**Stored data**
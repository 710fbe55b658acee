//! Push message envelope.

use crate::error::{Error, Result};
use serde::{Deserialize, Serialize};
use serde_json::Value;

/// A decoded server push event.
///
/// `Clone` produces a deep, independent copy; the keep-message interceptor
/// policy relies on it.
#[derive(Clone, Debug, PartialEq, Serialize, Deserialize)]
pub struct Message {
    /// Action verb, e.g. "new", "change", "destroy".
    pub method: String,

    /// Identifier of the affected entity.
    pub id: String,

    /// Entity type; the dispatcher maps it to a table.
    #[serde(rename = "type")]
    pub event_type: String,

    /// Event payload.
    #[serde(default)]
    pub data: Value,
}

impl Message {
    pub fn new(
        method: impl Into<String>,
        id: impl Into<String>,
        event_type: impl Into<String>,
        data: Value,
    ) -> Self {
        Self {
            method: method.into(),
            id: id.into(),
            event_type: event_type.into(),
            data,
        }
    }

    /// Decode from a JSON value.
    pub fn from_json(value: Value) -> Result<Self> {
        serde_json::from_value(value).map_err(|e| Error::InvalidMessage(e.to_string()))
    }

    /// Decode from raw JSON bytes.
    pub fn from_slice(bytes: &[u8]) -> Result<Self> {
        serde_json::from_slice(bytes).map_err(|e| Error::InvalidMessage(e.to_string()))
    }

    /// Classify the method into the default store operation it implies.
    pub fn method_kind(&self) -> Method {
        Method::parse(&self.method)
    }
}

/// Default store operation implied by a message's method.
#[derive(Clone, Copy, Debug, PartialEq, Eq)]
pub enum Method {
    /// "new" or "change": insert or merge the payload.
    Upsert,
    /// "destroy" or "remove": delete the row.
    Delete,
    /// Anything else: no default write.
    Other,
}

impl Method {
    pub fn parse(method: &str) -> Self {
        match method.to_ascii_lowercase().as_str() {
            "new" | "change" => Method::Upsert,
            "destroy" | "remove" => Method::Delete,
            _ => Method::Other,
        }
    }
}
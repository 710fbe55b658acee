//! Subscription types for store change feeds.

use serde::{Deserialize, Serialize};
use serde_json::Value;

/// Configuration for a subscription.
#[derive(Clone, Debug, Deserialize)]
#[serde(default)]
pub struct SubscriptionConfig {
    /// Max buffered events before dropping subscriber; 0 is treated as 1.
    /// Default: 1000
    pub buffer_size: usize,

    /// Filter criteria.
    pub filter: SubscriptionFilter,
}

impl Default for SubscriptionConfig {
    fn default() -> Self {
        Self {
            buffer_size: 1000,
            filter: SubscriptionFilter::default(),
        }
    }
}

/// Filter criteria for subscriptions.
#[derive(Clone, Debug, Default, Deserialize)]
#[serde(default)]
pub struct SubscriptionFilter {
    /// Filter by table (None = all tables).
    pub tables: Option<Vec<String>>,
}

impl SubscriptionFilter {
    /// Subscribe to changes on specific tables.
    pub fn tables(tables: Vec<String>) -> Self {
        Self {
            tables: Some(tables),
        }
    }

    pub(crate) fn matches_table(&self, table: &str) -> bool {
        match self.tables {
            Some(ref tables) => tables.iter().any(|t| t == table),
            None => true,
        }
    }
}

/// Events emitted to subscribers.
#[derive(Clone, Debug, Serialize, Deserialize)]
#[serde(tag = "type", rename_all = "snake_case")]
pub enum StoreEvent {
    /// A row was inserted or merged.
    Upserted {
        table: String,
        pk: String,
        /// Full row after the write.
        row: Value,
    },

    /// A row was deleted.
    Deleted { table: String, pk: String },

    /// Subscription was dropped.
    Dropped { reason: DropReason },
}

/// Why a subscription was dropped.
#[derive(Clone, Debug, Serialize, Deserialize)]
#[serde(rename_all = "snake_case")]
pub enum DropReason {
    /// Send buffer overflowed (slow consumer).
    BufferOverflow,
    /// Explicitly unsubscribed.
    Unsubscribed,
}

/// Unique identifier for a subscription.
#[derive(Clone, Copy, Debug, PartialEq, Eq, Hash)]
pub struct SubscriptionId(pub u64);

/// Handle to receive a subscription's events.
pub struct SubscriptionHandle {
    pub id: SubscriptionId,
    /// Channel to receive events.
    pub receiver: crossbeam_channel::Receiver<StoreEvent>,
}

impl SubscriptionHandle {
    /// Receive the next event (blocking).
    pub fn recv(&self) -> Result<StoreEvent, crossbeam_channel::RecvError> {
        self.receiver.recv()
    }

    /// Try to receive an event (non-blocking).
    pub fn try_recv(&self) -> Result<StoreEvent, crossbeam_channel::TryRecvError> {
        self.receiver.try_recv()
    }

    /// Receive with timeout.
    pub fn recv_timeout(
        &self,
        timeout: std::time::Duration,
    ) -> Result<StoreEvent, crossbeam_channel::RecvTimeoutError> {
        self.receiver.recv_timeout(timeout)
    }
}
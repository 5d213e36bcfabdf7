//! Repository operations over the todo collection.
//!
//! Every operation loads the full collection fresh from the store; mutating
//! operations save the full collection back before returning. There is no
//! cross-call caching and no locking, so concurrent mutations race exactly
//! as whole-file-rewrite persistence implies.

use crate::models::{next_id, NewTodo, Todo, TodoPatch};
use crate::storage::TodoStore;
use crate::{Error, Result};

/// All todos, in stored (insertion) order.
pub fn list_all(store: &TodoStore) -> Result<Vec<Todo>> {
    store.load_all()
}

/// First todo with the given id, or NotFound.
pub fn get_by_id(store: &TodoStore, id: u64) -> Result<Todo> {
    let todos = store.load_all()?;
    todos
        .into_iter()
        .find(|t| t.id == id)
        .ok_or_else(|| Error::not_found(id))
}

/// Create a todo: next id is max existing + 1 (or 1 when empty), completed
/// starts false, the creation timestamp is now. Appends and persists.
pub fn create(store: &TodoStore, new: NewTodo) -> Result<Todo> {
    let mut todos = store.load_all()?;
    let todo = Todo::new(next_id(&todos), new.title, new.description);
    todos.push(todo.clone());
    store.save_all(&todos)?;
    Ok(todo)
}

/// Merge the provided fields onto the record with the given id. The stored
/// id is preserved regardless of the request body. Persists and returns the
/// updated record, or NotFound.
pub fn update(store: &TodoStore, id: u64, patch: TodoPatch) -> Result<Todo> {
    let mut todos = store.load_all()?;
    let todo = todos
        .iter_mut()
        .find(|t| t.id == id)
        .ok_or_else(|| Error::not_found(id))?;

    patch.apply(todo);
    let updated = todo.clone();
    store.save_all(&todos)?;
    Ok(updated)
}

/// Remove exactly the entry with the given id, by position. Persists, or
/// signals NotFound; a repeat delete of the same id is NotFound again.
pub fn delete(store: &TodoStore, id: u64) -> Result<()> {
    let mut todos = store.load_all()?;
    let pos = todos
        .iter()
        .position(|t| t.id == id)
        .ok_or_else(|| Error::not_found(id))?;

    todos.remove(pos);
    store.save_all(&todos)?;
    Ok(())
}
//! Human-browsable API documentation, served at `/docs`.
//!
//! The page is rendered from the same route metadata the router registers,
//! so it stays a description of the CRUD contract rather than a separately
//! maintained document. Purely a convenience surface; the API works without
//! it.

use axum::response::Html;

/// Metadata for one documented route.
pub struct RouteDoc {
    pub method: &'static str,
    pub path: &'static str,
    pub summary: &'static str,
    /// JSON request body shape, if the route takes one
    pub request: Option<&'static str>,
    pub responses: &'static str,
}

/// The documented CRUD surface, in route-table order.
pub const ROUTES: &[RouteDoc] = &[
    RouteDoc {
        method: "GET",
        path: "/todos",
        summary: "List all todos in stored order",
        request: None,
        responses: "200 JSON array; 500 on storage error",
    },
    RouteDoc {
        method: "GET",
        path: "/todos/{id}",
        summary: "Fetch a single todo by id",
        request: None,
        responses: "200 JSON object; 404 if no such id; 500 on storage error",
    },
    RouteDoc {
        method: "POST",
        path: "/todos",
        summary: "Create a todo; id and createdAt are server-assigned",
        request: Some(r#"{"title": string, "description": string?}"#),
        responses: "201 JSON object; 500 on storage error",
    },
    RouteDoc {
        method: "PUT",
        path: "/todos/{id}",
        summary: "Partially update a todo; the stored id cannot be changed",
        request: Some(r#"{"title": string?, "description": string?, "completed": bool?}"#),
        responses: "200 JSON object; 404 if no such id; 500 on storage error",
    },
    RouteDoc {
        method: "DELETE",
        path: "/todos/{id}",
        summary: "Delete a todo",
        request: None,
        responses: "204 empty; 404 if no such id; 500 on storage error",
    },
];

/// Render the documentation page from the route table.
pub fn render_html() -> String {
    let mut rows = String::new();
    for route in ROUTES {
        rows.push_str(&format!(
            "<tr><td><code>{} {}</code></td><td>{}</td><td>{}</td><td>{}</td></tr>\n",
            route.method,
            route.path,
            route.summary,
            route
                .request
                .map(|r| format!("<code>{}</code>", escape(r)))
                .unwrap_or_else(|| "&mdash;".to_string()),
            route.responses,
        ));
    }

    format!(
        r#"<!DOCTYPE html>
<html>
<head>
<meta charset="utf-8">
<title>todofile API</title>
<style>
body {{ font-family: sans-serif; max-width: 60em; margin: 2em auto; }}
table {{ border-collapse: collapse; width: 100%; }}
th, td {{ border: 1px solid #ccc; padding: 0.5em; text-align: left; }}
code {{ background: #f4f4f4; padding: 0.1em 0.3em; }}
</style>
</head>
<body>
<h1>todofile API</h1>
<p>CRUD over a single collection of todo records. All bodies are JSON;
errors are <code>{{"error": &lt;message&gt;}}</code>. Any origin may call
the API.</p>
<table>
<tr><th>Route</th><th>Summary</th><th>Request body</th><th>Responses</th></tr>
{rows}</table>
<h2>Todo record</h2>
<pre><code>{{
  "id": 1,
  "title": "Buy milk",
  "description": "",
  "completed": false,
  "createdAt": "2024-01-01T00:00:00Z"
}}</code></pre>
</body>
</html>
"#
    )
}

fn escape(s: &str) -> String {
    s.replace('&', "&amp;").replace('<', "&lt;").replace('>', "&gt;")
}

/// GET /docs
pub async fn serve_docs() -> Html<String> {
    Html(render_html())
}
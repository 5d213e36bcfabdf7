//! Data models for todofile entities.
//!
//! This module defines the single persisted entity (`Todo`) and the request
//! body shapes used by the HTTP layer (`NewTodo` for creation, `TodoPatch`
//! for partial updates).

use chrono::{DateTime, Utc};
use serde::{Deserialize, Serialize};

/// A todo record, the sole persisted entity.
///
/// Serialized with camelCase field names; `created_at` appears on the wire
/// and on disk as `createdAt`, an RFC 3339 timestamp.
#[derive(Debug, Clone, PartialEq, Serialize, Deserialize)]
#[serde(rename_all = "camelCase")]
pub struct Todo {
    /// Unique identifier, assigned by the server on creation and immutable
    /// thereafter.
    pub id: u64,

    /// Todo title
    pub title: String,

    /// Detailed description, defaults to empty
    #[serde(default)]
    pub description: String,

    /// Completion flag, defaults to false
    #[serde(default)]
    pub completed: bool,

    /// Creation timestamp, set once
    pub created_at: DateTime<Utc>,
}

impl Todo {
    /// Create a new todo with the given id and title, timestamped now.
    pub fn new(id: u64, title: String, description: String) -> Self {
        Self {
            id,
            title,
            description,
            completed: false,
            created_at: Utc::now(),
        }
    }
}

/// Request body for creating a todo.
#[derive(Debug, Clone, Deserialize)]
pub struct NewTodo {
    /// Title, required at the JSON boundary
    pub title: String,

    /// Description, defaults to empty when omitted
    #[serde(default)]
    pub description: String,
}

/// Request body for partially updating a todo.
///
/// Every field is optional; absent fields leave the stored value untouched.
/// Unknown keys (including `id`) are ignored by deserialization, so the
/// stored id can never be overwritten through this shape.
#[derive(Debug, Clone, Default, Deserialize)]
pub struct TodoPatch {
    pub title: Option<String>,
    pub description: Option<String>,
    pub completed: Option<bool>,
}

impl TodoPatch {
    /// Apply this patch to a record, overwriting only the provided fields.
    /// The record's id and creation timestamp are never touched.
    pub fn apply(&self, todo: &mut Todo) {
        if let Some(title) = &self.title {
            todo.title = title.clone();
        }
        if let Some(description) = &self.description {
            todo.description = description.clone();
        }
        if let Some(completed) = self.completed {
            todo.completed = completed;
        }
    }
}

/// Next id for a collection: max existing id + 1, or 1 when empty.
///
/// Deleting the record with the highest id makes that id eligible for reuse
/// on a later create; this matches the stored-collection contract.
pub fn next_id(todos: &[Todo]) -> u64 {
    todos.iter().map(|t| t.id).max().map_or(1, |max| max + 1)
}
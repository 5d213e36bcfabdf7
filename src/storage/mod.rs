//! Storage layer for todofile data.
//!
//! The entire collection lives in one JSON file: an array of todo records,
//! pretty-printed on every write. Reads parse the whole file, writes replace
//! it in full. There is no locking and no partial-write protection; a crash
//! mid-write can truncate the file (accepted limitation).

use crate::models::Todo;
use crate::Result;
use std::fs;
use std::path::{Path, PathBuf};

/// File adapter for the todo collection.
///
/// Holds only the backing file path; every operation opens the file fresh,
/// so the adapter itself is freely shareable across requests.
#[derive(Debug, Clone)]
pub struct TodoStore {
    path: PathBuf,
}

impl TodoStore {
    /// Create an adapter for the given backing file. Does not touch the
    /// filesystem; call [`ensure_initialized`](Self::ensure_initialized)
    /// before serving requests.
    pub fn new(path: impl Into<PathBuf>) -> Self {
        Self { path: path.into() }
    }

    /// Path of the backing file.
    pub fn path(&self) -> &Path {
        &self.path
    }

    /// Check if the backing file exists.
    pub fn exists(&self) -> bool {
        self.path.exists()
    }

    /// Create the backing file containing an empty array if it is absent.
    ///
    /// Must run once at startup, before the listener accepts connections.
    /// A failure here is fatal to process start.
    pub fn ensure_initialized(&self) -> Result<()> {
        if !self.path.exists() {
            fs::write(&self.path, "[]")?;
        }
        Ok(())
    }

    /// Read the full file and parse it as a JSON array of todos.
    ///
    /// A missing, unreadable, or malformed file is an error; callers surface
    /// it as a server error with no partial recovery.
    pub fn load_all(&self) -> Result<Vec<Todo>> {
        let contents = fs::read_to_string(&self.path)?;
        let todos = serde_json::from_str(&contents)?;
        Ok(todos)
    }

    /// Serialize the given collection pretty-printed and overwrite the
    /// backing file in full.
    pub fn save_all(&self, todos: &[Todo]) -> Result<()> {
        let contents = serde_json::to_string_pretty(todos)?;
        fs::write(&self.path, contents)?;
        Ok(())
    }
}

#[cfg(test)]
mod tests {
    use super::*;
    use tempfile::TempDir;

    fn create_test_store() -> (TempDir, TodoStore) {
        let temp_dir = TempDir::new().unwrap();
        let store = TodoStore::new(temp_dir.path().join("todos.json"));
        store.ensure_initialized().unwrap();
        (temp_dir, store)
    }

    #[test]
    fn test_ensure_initialized_creates_empty_array() {
        let (_temp_dir, store) = create_test_store();

        assert!(store.exists());
        assert_eq!(fs::read_to_string(store.path()).unwrap(), "[]");
        assert!(store.load_all().unwrap().is_empty());
    }

    #[test]
    fn test_ensure_initialized_preserves_existing_file() {
        let temp_dir = TempDir::new().unwrap();
        let path = temp_dir.path().join("todos.json");
        fs::write(
            &path,
            r#"[{"id": 1, "title": "Keep me", "createdAt": "2024-01-01T00:00:00Z"}]"#,
        )
        .unwrap();

        let store = TodoStore::new(&path);
        store.ensure_initialized().unwrap();

        let todos = store.load_all().unwrap();
        assert_eq!(todos.len(), 1);
        assert_eq!(todos[0].title, "Keep me");
    }

    #[test]
    fn test_ensure_initialized_fails_without_parent_dir() {
        let temp_dir = TempDir::new().unwrap();
        let store = TodoStore::new(temp_dir.path().join("missing").join("todos.json"));

        assert!(store.ensure_initialized().is_err());
    }

    #[test]
    fn test_save_and_load_round_trip() {
        let (_temp_dir, store) = create_test_store();

        let todos = vec![
            Todo::new(1, "First".to_string(), "details".to_string()),
            Todo::new(2, "Second".to_string(), String::new()),
        ];
        store.save_all(&todos).unwrap();

        let loaded = store.load_all().unwrap();
        assert_eq!(loaded, todos);
    }

    #[test]
    fn test_save_all_pretty_prints() {
        let (_temp_dir, store) = create_test_store();

        let todos = vec![Todo::new(1, "First".to_string(), String::new())];
        store.save_all(&todos).unwrap();

        let contents = fs::read_to_string(store.path()).unwrap();
        assert!(contents.contains('\n'));
        assert!(contents.contains("\"createdAt\""));
    }

    #[test]
    fn test_load_all_missing_file_errors() {
        let temp_dir = TempDir::new().unwrap();
        let store = TodoStore::new(temp_dir.path().join("absent.json"));

        assert!(store.load_all().is_err());
    }

    #[test]
    fn test_load_all_malformed_json_errors() {
        let temp_dir = TempDir::new().unwrap();
        let path = temp_dir.path().join("todos.json");
        fs::write(&path, "not json at all").unwrap();

        let store = TodoStore::new(&path);
        assert!(store.load_all().is_err());
    }
}
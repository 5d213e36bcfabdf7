//! CLI argument definitions for todofile.

use clap::Parser;
use std::path::PathBuf;

/// Todofile - serve a REST todo API backed by a single JSON file.
#[derive(Parser, Debug)]
#[command(name = "todofile")]
#[command(author, version, about = "REST todo API backed by a single JSON file", long_about = None)]
pub struct Cli {
    /// Port to listen on. Can also be set via the PORT environment variable.
    #[arg(short, long, env = "PORT", default_value_t = crate::server::DEFAULT_PORT)]
    pub port: u16,

    /// Host address to bind.
    #[arg(long, default_value = "0.0.0.0")]
    pub host: String,

    /// Path to the JSON file backing the todo collection. Created containing
    /// an empty array if it does not exist yet.
    #[arg(short, long, env = "TODOFILE", default_value = "todos.json")]
    pub file: PathBuf,
}
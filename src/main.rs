//! Todofile server binary.

use clap::Parser;
use std::process;
use todofile::cli::Cli;
use todofile::server;
use todofile::storage::TodoStore;
use tracing_subscriber::EnvFilter;

#[tokio::main]
async fn main() {
    let cli = Cli::parse();

    tracing_subscriber::fmt()
        .with_env_filter(
            EnvFilter::try_from_default_env().unwrap_or_else(|_| EnvFilter::new("info")),
        )
        .init();

    tracing::info!(
        "todofile {} (built {}, commit {})",
        env!("CARGO_PKG_VERSION"),
        env!("TODOFILE_BUILD_TIMESTAMP"),
        env!("TODOFILE_GIT_COMMIT"),
    );

    // The backing file must exist before the listener accepts connections.
    let store = TodoStore::new(&cli.file);
    if let Err(e) = store.ensure_initialized() {
        eprintln!(
            "Error: failed to initialize todo file {}: {}",
            cli.file.display(),
            e
        );
        process::exit(1);
    }
    tracing::info!("todo collection backed by {}", cli.file.display());

    if let Err(e) = server::start_server(store, cli.port, &cli.host).await {
        eprintln!("Error: {}", e);
        process::exit(1);
    }
}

**Prompt**
Search the entries above for "EnvFilter". Show every line that has it.

**Output of the task**
use tracing_subscriber::EnvFilter;
            EnvFilter::try_from_default_env().unwrap_or_else(|_| EnvFilter::new("info")),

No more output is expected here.